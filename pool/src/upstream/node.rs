use anyhow::{anyhow, Result};
use serde_json::{json, Value};
use std::time::Duration;

use crate::metrics::prometheus as metrics;

/// JSON-RPC client for the upstream chain node.
pub struct NodeClient {
    base_url: String,
    client: reqwest::Client,
}

impl NodeClient {
    pub fn new(base_url: String) -> Self {
        tracing::info!("node client initialized: {}", base_url);
        let client = reqwest::Client::builder()
            .timeout(Duration::from_secs(30))
            .build()
            .unwrap_or_default();
        Self { base_url, client }
    }

    pub async fn call(&self, method: &str, params: Value) -> Result<Value> {
        metrics::inc_rpc_requests();
        let result = self.call_inner(method, params).await;
        if result.is_err() {
            metrics::inc_rpc_errors();
        }
        result
    }

    async fn call_inner(&self, method: &str, params: Value) -> Result<Value> {
        let payload = json!({
            "jsonrpc": "2.0",
            "id": 1,
            "method": method,
            "params": params,
        });

        let response = self
            .client
            .post(&self.base_url)
            .json(&payload)
            .send()
            .await
            .map_err(|e| anyhow!("rpc connection failed: {e}"))?;

        let status = response.status();
        if !status.is_success() {
            return Err(anyhow!("rpc http error: {status}"));
        }

        let body: Value = response
            .json()
            .await
            .map_err(|e| anyhow!("rpc body decode failed: {e}"))?;

        if let Some(error) = body.get("error").filter(|e| !e.is_null()) {
            return Err(anyhow!("rpc error: {error}"));
        }
        Ok(body.get("result").cloned().unwrap_or(Value::Null))
    }

    /// Fetch the current work template. Supports both snake_case and
    /// camelCase method spellings, matching older nodes.
    pub async fn get_work_template(&self) -> Result<Value> {
        match self.call("get_work_template", json!({})).await {
            Ok(v) => Ok(v),
            Err(_) => self.call("getWorkTemplate", json!({})).await,
        }
    }

    /// Submit a solved header. Accepts either a bare bool result or an
    /// `{accepted: bool}` object.
    pub async fn submit_work(&self, header_hex: &str) -> Result<bool> {
        let params = json!([header_hex]);
        let result = match self.call("submit_work", params.clone()).await {
            Ok(v) => v,
            Err(_) => self.call("submitWork", params).await?,
        };

        let accepted = if let Some(b) = result.as_bool() {
            b
        } else if let Some(obj) = result.as_object() {
            obj.get("accepted").and_then(|v| v.as_bool()).unwrap_or(false)
        } else {
            false
        };

        if !accepted {
            tracing::error!("submit_work rejected: {:?}", result);
        }
        Ok(accepted)
    }
}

• REQUIRED WORK:
Search the entries for "else" and show every line that has it.

• RESPONSE TO THE TASK:
        } else if let Some(obj) = result.as_object() {
        } else {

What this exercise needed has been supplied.